Dataset entries →

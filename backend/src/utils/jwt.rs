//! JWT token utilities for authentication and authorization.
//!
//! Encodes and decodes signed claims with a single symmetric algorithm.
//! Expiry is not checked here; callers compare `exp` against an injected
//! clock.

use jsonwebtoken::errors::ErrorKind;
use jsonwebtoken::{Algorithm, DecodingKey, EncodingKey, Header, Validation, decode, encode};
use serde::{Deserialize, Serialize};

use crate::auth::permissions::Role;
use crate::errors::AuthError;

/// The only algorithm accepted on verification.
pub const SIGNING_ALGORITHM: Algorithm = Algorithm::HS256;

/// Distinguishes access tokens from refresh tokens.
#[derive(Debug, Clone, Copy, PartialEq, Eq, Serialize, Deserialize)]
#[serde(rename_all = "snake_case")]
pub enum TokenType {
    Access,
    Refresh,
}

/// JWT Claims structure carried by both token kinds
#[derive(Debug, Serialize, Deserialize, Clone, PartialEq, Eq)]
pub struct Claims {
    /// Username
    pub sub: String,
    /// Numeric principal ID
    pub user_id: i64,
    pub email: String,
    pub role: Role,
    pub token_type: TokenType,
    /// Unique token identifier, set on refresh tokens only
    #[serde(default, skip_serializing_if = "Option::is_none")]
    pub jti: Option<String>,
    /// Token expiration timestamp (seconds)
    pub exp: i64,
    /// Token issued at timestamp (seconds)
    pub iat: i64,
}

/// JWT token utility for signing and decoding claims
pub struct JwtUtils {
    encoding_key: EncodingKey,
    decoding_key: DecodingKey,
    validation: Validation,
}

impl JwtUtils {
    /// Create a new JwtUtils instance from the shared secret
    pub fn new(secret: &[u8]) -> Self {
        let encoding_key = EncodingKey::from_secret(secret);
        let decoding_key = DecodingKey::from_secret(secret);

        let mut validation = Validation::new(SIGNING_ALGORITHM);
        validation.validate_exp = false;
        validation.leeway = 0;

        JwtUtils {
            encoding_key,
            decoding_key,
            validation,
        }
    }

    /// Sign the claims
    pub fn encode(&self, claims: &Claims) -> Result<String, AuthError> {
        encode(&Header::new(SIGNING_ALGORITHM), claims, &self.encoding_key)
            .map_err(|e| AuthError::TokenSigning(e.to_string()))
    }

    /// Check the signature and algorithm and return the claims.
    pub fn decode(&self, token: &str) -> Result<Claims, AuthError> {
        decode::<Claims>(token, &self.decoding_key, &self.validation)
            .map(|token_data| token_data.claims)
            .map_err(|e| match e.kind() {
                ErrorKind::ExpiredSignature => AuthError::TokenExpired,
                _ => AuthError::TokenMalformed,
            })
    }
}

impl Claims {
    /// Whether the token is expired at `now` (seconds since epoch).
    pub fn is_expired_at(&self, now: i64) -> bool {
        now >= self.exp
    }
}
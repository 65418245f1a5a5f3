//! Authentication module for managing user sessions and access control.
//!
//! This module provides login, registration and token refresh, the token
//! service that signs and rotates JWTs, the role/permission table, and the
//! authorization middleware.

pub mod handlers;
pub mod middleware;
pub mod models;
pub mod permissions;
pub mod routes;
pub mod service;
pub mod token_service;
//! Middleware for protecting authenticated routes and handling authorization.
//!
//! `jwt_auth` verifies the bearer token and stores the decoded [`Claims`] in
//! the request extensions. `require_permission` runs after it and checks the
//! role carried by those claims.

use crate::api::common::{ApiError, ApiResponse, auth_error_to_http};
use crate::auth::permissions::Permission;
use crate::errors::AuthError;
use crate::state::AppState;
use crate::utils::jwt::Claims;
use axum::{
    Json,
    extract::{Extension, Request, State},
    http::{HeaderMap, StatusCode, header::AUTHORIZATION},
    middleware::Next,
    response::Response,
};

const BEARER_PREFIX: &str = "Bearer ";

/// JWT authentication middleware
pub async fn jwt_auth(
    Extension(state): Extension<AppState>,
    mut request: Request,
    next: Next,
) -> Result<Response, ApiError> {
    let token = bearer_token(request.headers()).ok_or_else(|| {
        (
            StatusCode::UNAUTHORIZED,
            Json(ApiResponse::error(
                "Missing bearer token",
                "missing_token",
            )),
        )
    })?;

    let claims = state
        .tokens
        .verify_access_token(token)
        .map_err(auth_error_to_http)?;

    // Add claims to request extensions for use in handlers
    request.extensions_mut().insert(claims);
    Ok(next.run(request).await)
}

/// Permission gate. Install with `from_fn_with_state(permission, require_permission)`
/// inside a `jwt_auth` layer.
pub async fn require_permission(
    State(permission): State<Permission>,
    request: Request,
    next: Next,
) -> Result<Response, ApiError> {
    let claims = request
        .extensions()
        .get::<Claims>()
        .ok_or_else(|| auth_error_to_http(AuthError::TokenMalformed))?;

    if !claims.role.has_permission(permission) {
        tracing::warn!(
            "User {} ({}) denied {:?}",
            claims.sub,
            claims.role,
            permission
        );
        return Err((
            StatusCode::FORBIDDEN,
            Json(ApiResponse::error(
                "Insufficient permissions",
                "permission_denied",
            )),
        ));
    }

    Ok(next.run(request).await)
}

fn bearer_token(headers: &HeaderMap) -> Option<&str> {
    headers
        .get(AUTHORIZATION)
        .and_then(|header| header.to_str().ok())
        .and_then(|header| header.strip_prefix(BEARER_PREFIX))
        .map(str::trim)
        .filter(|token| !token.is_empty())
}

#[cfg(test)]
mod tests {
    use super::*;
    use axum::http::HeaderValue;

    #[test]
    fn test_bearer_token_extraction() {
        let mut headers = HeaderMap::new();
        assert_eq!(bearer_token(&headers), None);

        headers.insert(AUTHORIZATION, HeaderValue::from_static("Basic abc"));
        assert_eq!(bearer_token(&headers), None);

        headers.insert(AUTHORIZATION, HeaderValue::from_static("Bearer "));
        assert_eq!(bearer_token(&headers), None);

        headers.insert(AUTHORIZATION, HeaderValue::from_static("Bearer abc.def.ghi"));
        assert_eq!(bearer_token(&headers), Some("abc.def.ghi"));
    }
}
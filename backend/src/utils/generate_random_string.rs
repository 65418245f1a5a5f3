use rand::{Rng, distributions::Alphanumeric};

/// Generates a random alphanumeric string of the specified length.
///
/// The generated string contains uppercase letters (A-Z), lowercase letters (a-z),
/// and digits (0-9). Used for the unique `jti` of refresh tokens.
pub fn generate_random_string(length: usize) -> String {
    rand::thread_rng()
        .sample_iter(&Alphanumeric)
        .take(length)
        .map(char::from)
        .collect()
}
...
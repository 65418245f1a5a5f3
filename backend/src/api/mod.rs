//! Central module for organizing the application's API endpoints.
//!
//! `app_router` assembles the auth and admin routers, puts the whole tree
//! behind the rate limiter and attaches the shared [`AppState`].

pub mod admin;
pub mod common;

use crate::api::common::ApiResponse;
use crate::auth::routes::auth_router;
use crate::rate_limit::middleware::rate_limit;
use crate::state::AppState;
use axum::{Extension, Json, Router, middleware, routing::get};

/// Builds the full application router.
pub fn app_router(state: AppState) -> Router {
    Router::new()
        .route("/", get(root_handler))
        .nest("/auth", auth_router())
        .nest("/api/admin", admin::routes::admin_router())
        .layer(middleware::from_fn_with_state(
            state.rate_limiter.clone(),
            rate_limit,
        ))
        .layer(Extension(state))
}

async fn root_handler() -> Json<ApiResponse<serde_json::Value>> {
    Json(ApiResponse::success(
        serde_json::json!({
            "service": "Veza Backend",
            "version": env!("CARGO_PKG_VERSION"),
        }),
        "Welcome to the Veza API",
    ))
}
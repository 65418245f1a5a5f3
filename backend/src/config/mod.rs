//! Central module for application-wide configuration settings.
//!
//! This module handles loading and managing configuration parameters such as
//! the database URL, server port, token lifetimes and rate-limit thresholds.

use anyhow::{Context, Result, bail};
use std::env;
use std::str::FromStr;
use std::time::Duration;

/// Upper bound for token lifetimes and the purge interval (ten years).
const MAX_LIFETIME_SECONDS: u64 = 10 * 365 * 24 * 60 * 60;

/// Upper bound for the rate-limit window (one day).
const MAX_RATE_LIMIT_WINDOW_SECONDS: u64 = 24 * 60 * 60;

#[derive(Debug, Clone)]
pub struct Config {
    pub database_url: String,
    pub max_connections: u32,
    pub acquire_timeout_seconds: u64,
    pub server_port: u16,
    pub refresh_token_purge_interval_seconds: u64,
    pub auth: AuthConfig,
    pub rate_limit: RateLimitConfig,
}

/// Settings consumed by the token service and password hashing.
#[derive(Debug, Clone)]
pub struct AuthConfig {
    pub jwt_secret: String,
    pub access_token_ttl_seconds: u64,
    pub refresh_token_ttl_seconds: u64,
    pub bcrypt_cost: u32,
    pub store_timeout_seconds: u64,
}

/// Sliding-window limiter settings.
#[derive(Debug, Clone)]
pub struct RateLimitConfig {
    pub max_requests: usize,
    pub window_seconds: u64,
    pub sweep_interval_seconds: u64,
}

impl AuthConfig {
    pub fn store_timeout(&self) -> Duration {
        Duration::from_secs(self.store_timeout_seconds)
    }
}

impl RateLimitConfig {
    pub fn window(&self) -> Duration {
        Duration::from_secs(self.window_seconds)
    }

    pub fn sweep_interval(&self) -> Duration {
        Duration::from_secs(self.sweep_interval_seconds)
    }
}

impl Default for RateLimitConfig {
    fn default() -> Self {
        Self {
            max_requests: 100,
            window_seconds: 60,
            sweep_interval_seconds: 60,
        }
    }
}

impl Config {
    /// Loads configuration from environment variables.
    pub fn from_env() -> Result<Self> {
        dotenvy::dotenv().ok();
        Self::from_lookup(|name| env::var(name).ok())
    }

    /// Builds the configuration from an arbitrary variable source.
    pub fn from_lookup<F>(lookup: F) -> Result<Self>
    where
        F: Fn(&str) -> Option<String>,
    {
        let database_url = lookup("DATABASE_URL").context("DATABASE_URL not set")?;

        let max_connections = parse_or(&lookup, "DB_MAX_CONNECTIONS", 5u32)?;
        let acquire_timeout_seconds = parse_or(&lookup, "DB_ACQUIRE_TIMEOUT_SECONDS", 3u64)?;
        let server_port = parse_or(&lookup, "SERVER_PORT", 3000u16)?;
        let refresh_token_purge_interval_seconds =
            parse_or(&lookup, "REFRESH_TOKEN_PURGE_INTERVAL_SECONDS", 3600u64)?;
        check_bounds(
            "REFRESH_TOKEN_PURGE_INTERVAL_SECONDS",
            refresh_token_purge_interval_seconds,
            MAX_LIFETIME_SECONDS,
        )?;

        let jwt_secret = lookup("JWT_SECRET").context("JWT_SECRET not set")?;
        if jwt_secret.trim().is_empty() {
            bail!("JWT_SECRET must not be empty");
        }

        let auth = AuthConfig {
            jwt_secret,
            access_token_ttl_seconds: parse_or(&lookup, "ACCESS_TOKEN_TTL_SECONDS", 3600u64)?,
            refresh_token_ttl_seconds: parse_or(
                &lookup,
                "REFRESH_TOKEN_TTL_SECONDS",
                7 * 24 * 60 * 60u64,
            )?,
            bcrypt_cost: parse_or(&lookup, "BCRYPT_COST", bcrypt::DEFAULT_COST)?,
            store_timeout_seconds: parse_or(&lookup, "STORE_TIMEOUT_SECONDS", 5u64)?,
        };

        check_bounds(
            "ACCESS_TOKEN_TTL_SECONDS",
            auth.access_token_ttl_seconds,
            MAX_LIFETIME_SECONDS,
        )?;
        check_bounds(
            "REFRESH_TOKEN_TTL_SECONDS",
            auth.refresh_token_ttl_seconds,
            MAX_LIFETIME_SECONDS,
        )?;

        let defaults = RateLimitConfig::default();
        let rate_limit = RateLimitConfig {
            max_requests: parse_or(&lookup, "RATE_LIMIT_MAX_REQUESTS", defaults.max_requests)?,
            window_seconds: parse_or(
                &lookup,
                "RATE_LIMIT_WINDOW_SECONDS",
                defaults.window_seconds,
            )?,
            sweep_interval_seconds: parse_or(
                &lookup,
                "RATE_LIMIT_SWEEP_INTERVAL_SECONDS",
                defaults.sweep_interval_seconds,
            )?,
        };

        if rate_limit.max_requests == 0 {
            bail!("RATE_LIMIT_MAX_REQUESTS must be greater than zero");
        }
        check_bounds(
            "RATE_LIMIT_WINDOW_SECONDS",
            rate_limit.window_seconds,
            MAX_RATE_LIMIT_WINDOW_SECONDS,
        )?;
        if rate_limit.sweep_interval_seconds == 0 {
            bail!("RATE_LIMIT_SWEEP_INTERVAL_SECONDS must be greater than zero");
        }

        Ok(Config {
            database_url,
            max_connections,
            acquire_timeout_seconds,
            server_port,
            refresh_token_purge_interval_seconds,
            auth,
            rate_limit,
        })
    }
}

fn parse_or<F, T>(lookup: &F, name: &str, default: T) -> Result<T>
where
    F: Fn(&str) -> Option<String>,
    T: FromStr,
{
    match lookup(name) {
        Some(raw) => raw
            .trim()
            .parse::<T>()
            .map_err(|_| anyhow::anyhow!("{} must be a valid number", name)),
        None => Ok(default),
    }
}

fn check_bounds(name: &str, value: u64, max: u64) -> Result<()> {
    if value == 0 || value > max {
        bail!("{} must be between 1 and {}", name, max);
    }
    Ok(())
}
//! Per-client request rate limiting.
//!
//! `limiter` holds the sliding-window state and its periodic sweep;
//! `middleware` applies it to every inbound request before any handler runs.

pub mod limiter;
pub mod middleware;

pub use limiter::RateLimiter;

Problem to work on → Search the data above for "anyhow" and copy every line where it turns up.

Solution to the exercise →
use anyhow::{Context, Result, bail};
            .map_err(|_| anyhow::anyhow!("{} must be a valid number", name)),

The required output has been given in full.